Fig. 3: Regulation of ptsG′-′lacZ translational fusion by SgrS point mutants.

a Regulation of chromosomal ptsG′-′lacZ translational fusion by wild-type SgrS and A177U, G178U, G178A, G184A, G215A, U224A, and U224G mutant variants (plasmid-encoded) was assessed using β-galactosidase activity assay. Data were obtained from n = 4 independent experiments and presented as mean ± SEM. b RNA was extracted simultaneously with β-galactosidase activity assay and northern blot was performed on two biological replicates using probes specific for SgrS sRNA and 5S rRNA (control). Full-length (227 nt), properly terminated SgrS transcripts are labeled as “termination” products, and longer transcripts that arose due to transcriptional readthrough are labeled as “readthrough” products. c Band intensities of total SgrS transcripts (termination + readthrough) were measured, and 5S-normalized values were plotted as “SgrS abundance” (steady-state transcript abundance of SgrS mutants).

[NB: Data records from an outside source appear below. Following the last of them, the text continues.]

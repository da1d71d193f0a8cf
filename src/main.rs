use clap::Parser;
use colored::Colorize;
use pidmr::cache::Cache;
use pidmr::debounce::Debouncer;
use pidmr::report::{self, print_input_report, Report};
use pidmr::{Metaresolver, MetaresolverConfig, ResolutionMode, DEFAULT_API_BASE};
use std::path::PathBuf;
use std::process::ExitCode;
use std::sync::Arc;
use tokio::io::{AsyncBufReadExt, BufReader};
use tracing_subscriber::EnvFilter;

#[derive(Parser, Debug)]
#[command(name = "pidmr")]
#[command(version)]
#[command(about = "Identify persistent identifiers and build their resolution URLs", long_about = None)]
struct Args {
    /// PIDs to identify (e.g. doi:10.3352/jeehp.2013.10.3)
    inputs: Vec<String>,

    /// Metaresolver API base URL
    #[arg(long, env = "PIDMR_API", default_value = DEFAULT_API_BASE)]
    api: String,

    /// Load providers from the remote provider collection
    #[arg(long)]
    remote_registry: bool,

    /// Let the server identify inputs instead of matching locally
    #[arg(long)]
    remote_identify: bool,

    /// Load providers from a JSON file
    #[arg(long, value_name = "PATH")]
    registry_file: Option<PathBuf>,

    /// Print only the URL of this resolution mode (landingpage, metadata, resource)
    #[arg(long, short)]
    mode: Option<ResolutionMode>,

    /// List supported PID types
    #[arg(long)]
    list: bool,

    /// Read edits of one input from stdin, one per line, and identify as you type
    #[arg(long, short)]
    watch: bool,

    /// Print results as JSON
    #[arg(long)]
    json: bool,

    /// Disable caching of provider records
    #[arg(long)]
    no_cache: bool,

    /// Remove cached provider records
    #[arg(long)]
    clear_cache: bool,

    /// Strict mode: exit with error code if any input is not a valid PID
    #[arg(long, short)]
    strict: bool,

    /// Verbose output
    #[arg(long, short)]
    verbose: bool,
}

#[tokio::main]
async fn main() -> ExitCode {
    let args = Args::parse();

    let default_filter = if args.verbose { "pidmr=debug" } else { "pidmr=warn" };
    tracing_subscriber::fmt()
        .with_env_filter(
            EnvFilter::try_from_default_env().unwrap_or_else(|_| EnvFilter::new(default_filter)),
        )
        .with_writer(std::io::stderr)
        .init();

    if args.clear_cache {
        match Cache::new(true).and_then(|cache| cache.clear()) {
            Ok(()) => eprintln!("Cache cleared"),
            Err(e) => {
                eprintln!("{} Failed to clear cache: {}", "Error:".red().bold(), e);
                return ExitCode::FAILURE;
            }
        }
        if args.inputs.is_empty() && !args.list && !args.watch {
            return ExitCode::SUCCESS;
        }
    }

    let config = MetaresolverConfig {
        api_base: args.api.clone(),
        remote_registry: args.remote_registry,
        remote_identify: args.remote_identify,
        registry_file: args.registry_file.clone(),
        cache_enabled: !args.no_cache,
        ..Default::default()
    };

    let resolver = match Metaresolver::load(config).await {
        Ok(r) => r,
        Err(e) => {
            eprintln!("{} Failed to initialize metaresolver: {}", "Error:".red().bold(), e);
            return ExitCode::FAILURE;
        }
    };

    if args.list {
        report::print_providers(resolver.registry());
        if args.inputs.is_empty() && !args.watch {
            return ExitCode::SUCCESS;
        }
    }

    if args.watch {
        return watch(Arc::new(resolver), args.json).await;
    }

    if args.inputs.is_empty() {
        eprintln!("{} No inputs given (try --help)", "Error:".red().bold());
        return ExitCode::FAILURE;
    }

    let show_progress = args.inputs.len() > 1 && !args.json && args.mode.is_none();
    let report = resolver.identify_all(args.inputs.clone(), show_progress).await;

    if args.json {
        if let Err(e) = print_json(&report) {
            eprintln!("{} Failed to serialize report: {}", "Error:".red().bold(), e);
            return ExitCode::FAILURE;
        }
    } else if let Some(mode) = args.mode {
        report.print_urls(mode);
    } else {
        report.print();
    }

    exit_code(&report, args.strict)
}

fn print_json<T: serde::Serialize>(value: &T) -> Result<(), serde_json::Error> {
    println!("{}", serde_json::to_string_pretty(value)?);
    Ok(())
}

fn exit_code(report: &Report, strict: bool) -> ExitCode {
    let valid = report.count_valid();
    if valid == 0 || (strict && valid < report.entries.len()) {
        ExitCode::FAILURE
    } else {
        ExitCode::SUCCESS
    }
}

/// Treat each stdin line as the current value of a single input field
async fn watch(resolver: Arc<Metaresolver>, json: bool) -> ExitCode {
    let mut debouncer = Debouncer::new(resolver.debounce_delay());
    let mut rx = debouncer.subscribe();

    let printer = tokio::spawn(async move {
        while rx.changed().await.is_ok() {
            let published = rx.borrow_and_update().clone();
            match published {
                Some(published) if json => {
                    if let Err(e) = print_json(&published.value) {
                        eprintln!("{} Failed to serialize result: {}", "Error:".red().bold(), e);
                    }
                }
                Some(published) => print_input_report(&published.value),
                None => println!("{}", "(cleared)".dimmed()),
            }
        }
    });

    let mut lines = BufReader::new(tokio::io::stdin()).lines();
    loop {
        match lines.next_line().await {
            Ok(Some(line)) => {
                let resolver = Arc::clone(&resolver);
                debouncer.schedule(line, move |text| async move {
                    resolver.identify_input(&text).await
                });
            }
            Ok(None) => break,
            Err(e) => {
                eprintln!("{} Failed to read stdin: {}", "Error:".red().bold(), e);
                break;
            }
        }
    }

    debouncer.settle().await;
    // Closing the channel ends the printer
    drop(debouncer);
    let _ = printer.await;

    ExitCode::SUCCESS
}
use crate::provider::{Matching, ProviderDefinition, ResolutionMode, SupportedMode};
use crate::registry::Registry;
use crate::resolver::{JumpUrls, ValidPid};
use serde::{Deserialize, Serialize};
use strsim::jaro_winkler;
use tracing::debug;

/// Type reported when nothing matched
pub const UNKNOWN_TYPE: &str = "unknown";

/// Minimum similarity for a "did you mean" suggestion
const SUGGESTION_THRESHOLD: f64 = 0.8;

#[derive(Debug, Clone, Copy, PartialEq, Eq, Serialize, Deserialize)]
#[serde(rename_all = "UPPERCASE")]
pub enum IdStatus {
    /// Final pattern passed
    Valid,
    /// Scheme recognized but the pattern failed
    Invalid,
    /// Umbrella prefix recognized, no sub-scheme fits yet
    Ambiguous,
    /// No provider recognized the input
    Unknown,
}

impl std::fmt::Display for IdStatus {
    fn fmt(&self, f: &mut std::fmt::Formatter<'_>) -> std::fmt::Result {
        match self {
            IdStatus::Valid => write!(f, "VALID"),
            IdStatus::Invalid => write!(f, "INVALID"),
            IdStatus::Ambiguous => write!(f, "AMBIGUOUS"),
            IdStatus::Unknown => write!(f, "UNKNOWN"),
        }
    }
}

/// Outcome of identifying one input string
#[derive(Debug, Clone, PartialEq, Eq, Serialize)]
pub struct Classification {
    pub input: String,
    pub status: IdStatus,
    /// Matched type, the umbrella key when ambiguous, or [`UNKNOWN_TYPE`]
    pub pid_type: String,
    /// One canonical example, or one per sub-scheme when ambiguous
    pub examples: Vec<String>,
    /// Supported modes; empty unless valid
    pub modes: Vec<SupportedMode>,
    pub jump_urls: JumpUrls,
}

impl Classification {
    pub fn unknown(input: &str) -> Self {
        Self {
            input: input.to_string(),
            status: IdStatus::Unknown,
            pid_type: UNKNOWN_TYPE.to_string(),
            examples: Vec::new(),
            modes: Vec::new(),
            jump_urls: JumpUrls::disabled(),
        }
    }

    fn invalid(input: &str, provider: &ProviderDefinition) -> Self {
        Self {
            input: input.to_string(),
            status: IdStatus::Invalid,
            pid_type: provider.pid_type.clone(),
            examples: provider.example.iter().cloned().collect(),
            modes: Vec::new(),
            jump_urls: JumpUrls::disabled(),
        }
    }

    fn ambiguous(input: &str, umbrella: &ProviderDefinition, sub_schemes: &[String], registry: &Registry) -> Self {
        Self {
            input: input.to_string(),
            status: IdStatus::Ambiguous,
            pid_type: umbrella.pid_type.clone(),
            examples: sub_schemes
                .iter()
                .filter_map(|s| registry.get(s))
                .filter_map(|s| s.example.clone())
                .collect(),
            modes: Vec::new(),
            jump_urls: JumpUrls::disabled(),
        }
    }

    fn valid(pid: ValidPid, provider: &ProviderDefinition, registry: &Registry) -> Self {
        let jump_urls = JumpUrls::build(&provider.builder, &provider.modes, &pid, registry.resolve_base());
        Self {
            input: pid.as_str().to_string(),
            status: IdStatus::Valid,
            pid_type: provider.pid_type.clone(),
            examples: provider.example.iter().cloned().collect(),
            modes: provider.modes.clone(),
            jump_urls,
        }
    }

    pub fn is_valid(&self) -> bool {
        self.status == IdStatus::Valid
    }

    /// URL for `mode`, if this classification can be resolved that way
    pub fn url(&self, mode: ResolutionMode) -> Option<&str> {
        if self.is_valid() && self.modes.iter().any(|m| m.mode == mode) {
            Some(self.jump_urls.get(mode))
        } else {
            None
        }
    }
}

/// Identify `input` against `registry`.
///
/// Input is matched prefix-first: the text before the first `:` selects a
/// provider, or an umbrella whose sub-schemes are told apart by their
/// prefilters. Only input without any `:` is matched structurally, against
/// the prefixless candidates in priority order.
pub fn classify(input: &str, registry: &Registry) -> Classification {
    let input = input.trim();
    if input.is_empty() {
        return Classification::unknown(input);
    }

    let result = match input.split_once(':') {
        Some((prefix, _)) if !prefix.is_empty() => match registry.lookup_by_prefix(prefix) {
            Some(provider) => classify_prefixed(input, provider, registry),
            None => Classification::unknown(input),
        },
        Some(_) => Classification::unknown(input),
        None => classify_structural(input, registry),
    };

    debug!("Classified {:?} as {} ({})", input, result.pid_type, result.status);
    result
}

fn classify_prefixed(input: &str, provider: &ProviderDefinition, registry: &Registry) -> Classification {
    if let Matching::Umbrella { sub_schemes } = &provider.matching {
        return sub_schemes
            .iter()
            .filter_map(|s| registry.get(s))
            .find(|sub| sub.prefilter_matches(input))
            .map(|sub| evaluate(input, sub, registry))
            .unwrap_or_else(|| Classification::ambiguous(input, provider, sub_schemes, registry));
    }

    if let Some(pid) = ValidPid::confirm(provider, input) {
        return Classification::valid(pid, provider, registry);
    }

    // One level only: the legacy scheme's own fallback is never followed
    if let Some(legacy) = provider.fallback.as_deref().and_then(|k| registry.get(k)) {
        if legacy.prefilter_matches(input) {
            return evaluate(input, legacy, registry);
        }
    }

    Classification::invalid(input, provider)
}

fn classify_structural(input: &str, registry: &Registry) -> Classification {
    registry
        .prefixless_candidates()
        .find(|candidate| candidate.claims(input))
        .map(|candidate| evaluate(input, candidate, registry))
        .unwrap_or_else(|| Classification::unknown(input))
}

fn evaluate(input: &str, provider: &ProviderDefinition, registry: &Registry) -> Classification {
    match ValidPid::confirm(provider, input) {
        Some(pid) => Classification::valid(pid, provider, registry),
        None => Classification::invalid(input, provider),
    }
}

/// Closest registered type for an unrecognized prefix
pub fn suggest_type<'r>(input: &str, registry: &'r Registry) -> Option<&'r str> {
    let (prefix, _) = input.trim().split_once(':')?;
    let prefix = prefix.to_lowercase();
    if prefix.is_empty() || registry.lookup_by_prefix(&prefix).is_some() {
        return None;
    }

    registry
        .iter()
        .filter(|p| !p.pid_type.contains(':'))
        .map(|p| (p.pid_type.as_str(), jaro_winkler(&prefix, &p.pid_type)))
        .filter(|(_, score)| *score >= SUGGESTION_THRESHOLD)
        .max_by(|a, b| a.1.total_cmp(&b.1))
        .map(|(pid_type, _)| pid_type)
}

#[cfg(test)]
mod tests {
    use super::*;
    use crate::resolver::PLACEHOLDER_URL;

    const BASE: &str = "https://api.example.org/v1/metaresolvers/resolve";

    fn registry() -> Registry {
        Registry::builtin(BASE).unwrap()
    }

    #[test]
    fn test_empty_input_is_unknown() {
        let result = classify("   ", &registry());
        assert_eq!(result.status, IdStatus::Unknown);
        assert_eq!(result.pid_type, UNKNOWN_TYPE);
        assert_eq!(result.jump_urls, JumpUrls::disabled());
    }

    #[test]
    fn test_ark_modes() {
        let result = classify("ark:/13030/tf5p30086k", &registry());
        assert!(result.is_valid());
        assert_eq!(result.pid_type, "ark");
        assert!(result.url(ResolutionMode::LandingPage).is_some());
        assert!(result.url(ResolutionMode::Metadata).is_some());
        assert_eq!(result.url(ResolutionMode::Resource), None);
        assert_eq!(result.jump_urls.resource, PLACEHOLDER_URL);
    }

    #[test]
    fn test_arxiv_legacy_fallback() {
        let registry = registry();
        let modern = classify("arxiv:1512.00135", &registry);
        assert!(modern.is_valid());
        assert_eq!(modern.pid_type, "arxiv");

        let legacy = classify("arXiv:math.RT/0309136", &registry);
        assert!(legacy.is_valid());
        assert_eq!(legacy.pid_type, "arxiv.old");
    }

    #[test]
    fn test_arxiv_invalid_without_legacy_shape_stays_arxiv() {
        let result = classify("arxiv:9999", &registry());
        assert_eq!(result.status, IdStatus::Invalid);
        assert_eq!(result.pid_type, "arxiv");
        assert_eq!(result.examples, vec!["arxiv:1512.00135".to_string()]);
    }

    #[test]
    fn test_arxiv_legacy_shape_but_bad_archive() {
        let result = classify("arxiv:notanarchive/0309136", &registry());
        assert_eq!(result.status, IdStatus::Invalid);
        assert_eq!(result.pid_type, "arxiv.old");
    }

    #[test]
    fn test_urn_sub_schemes() {
        let registry = registry();
        let de = classify("urn:nbn:de:hbz:6-85659524771", &registry);
        assert!(de.is_valid());
        assert_eq!(de.pid_type, "urn:nbn:de");

        let fi = classify("URN:NBN:FI-fe2021080942632", &registry);
        assert!(fi.is_valid());
        assert_eq!(fi.pid_type, "urn:nbn:fi");
        assert_eq!(fi.url(ResolutionMode::Metadata), None);
    }

    #[test]
    fn test_urn_umbrella_is_ambiguous() {
        let result = classify("urn:nbn:xx:something", &registry());
        assert_eq!(result.status, IdStatus::Ambiguous);
        assert_eq!(result.pid_type, "urn");
        assert_eq!(
            result.examples,
            vec![
                "urn:nbn:de:hbz:6-85659524771".to_string(),
                "urn:nbn:fi-fe2021080942632".to_string()
            ]
        );
        assert_eq!(result.jump_urls, JumpUrls::disabled());
    }

    #[test]
    fn test_doi_strips_tag() {
        let result = classify("doi:10.3352/jeehp.2013.10.3", &registry());
        assert!(result.is_valid());
        assert_eq!(result.pid_type, "doi");
        let landing = result.url(ResolutionMode::LandingPage).unwrap();
        assert_eq!(landing, "https://doi.org/10.3352/jeehp.2013.10.3");
        assert!(!landing.contains("doi:"));
    }

    #[test]
    fn test_structural_priority() {
        let registry = registry();
        assert_eq!(classify("10.5281/zenodo.8056361", &registry).pid_type, "zenodo");
        assert_eq!(classify("21.T11148/f5e68cc7718a6af2a96c", &registry).pid_type, "epic");
        assert_eq!(classify("11500/ATHENA-0000-0000-2401-6", &registry).pid_type, "epic.old");
    }

    #[test]
    fn test_partial_structural_input_is_never_valid() {
        let registry = registry();
        for partial in ["1", "10.", "10.52", "2", "21.", "21.T"] {
            let result = classify(partial, &registry);
            assert!(!result.is_valid(), "{} should not be valid", partial);
            assert_ne!(result.pid_type, UNKNOWN_TYPE, "{} should be claimed", partial);
        }
    }

    #[test]
    fn test_structural_only_without_colon() {
        let registry = registry();
        assert_eq!(classify("hello", &registry).status, IdStatus::Unknown);
        assert_eq!(classify(":21.T11148/abc", &registry).status, IdStatus::Unknown);
        assert_eq!(classify("isbn:978-3-16-148410-0", &registry).status, IdStatus::Unknown);
    }

    #[test]
    fn test_classification_is_repeatable() {
        let registry = registry();
        let first = classify("swh:1:cnt:94a9ed024d3859793618152ea559a168bbcbb5e2", &registry);
        let second = classify("swh:1:cnt:94a9ed024d3859793618152ea559a168bbcbb5e2", &registry);
        assert_eq!(first, second);
        assert_eq!(
            first.jump_urls.landing,
            "https://archive.softwareheritage.org/swh:1:cnt:94a9ed024d3859793618152ea559a168bbcbb5e2"
        );
    }

    #[test]
    fn test_suggestion_for_misspelled_prefix() {
        let registry = registry();
        assert_eq!(suggest_type("arxv:1512.00135", &registry), Some("arxiv"));
        assert_eq!(suggest_type("arxiv:1512.00135", &registry), None);
        assert_eq!(suggest_type("zzzzzz:1", &registry), None);
    }
}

Data were obtained from n = 2 independent experiments and presented as mean ± SEM. d Band intensities of SgrS termination and readthrough products were measured and 5S-normalized ratios (readthrough/termination) were calculated and plotted for each SgrS mutant as “SgrS readthrough ratio”. Data were obtained from n = 2 independent experiments and presented as mean ± SEM. Source data are provided as a Source data file.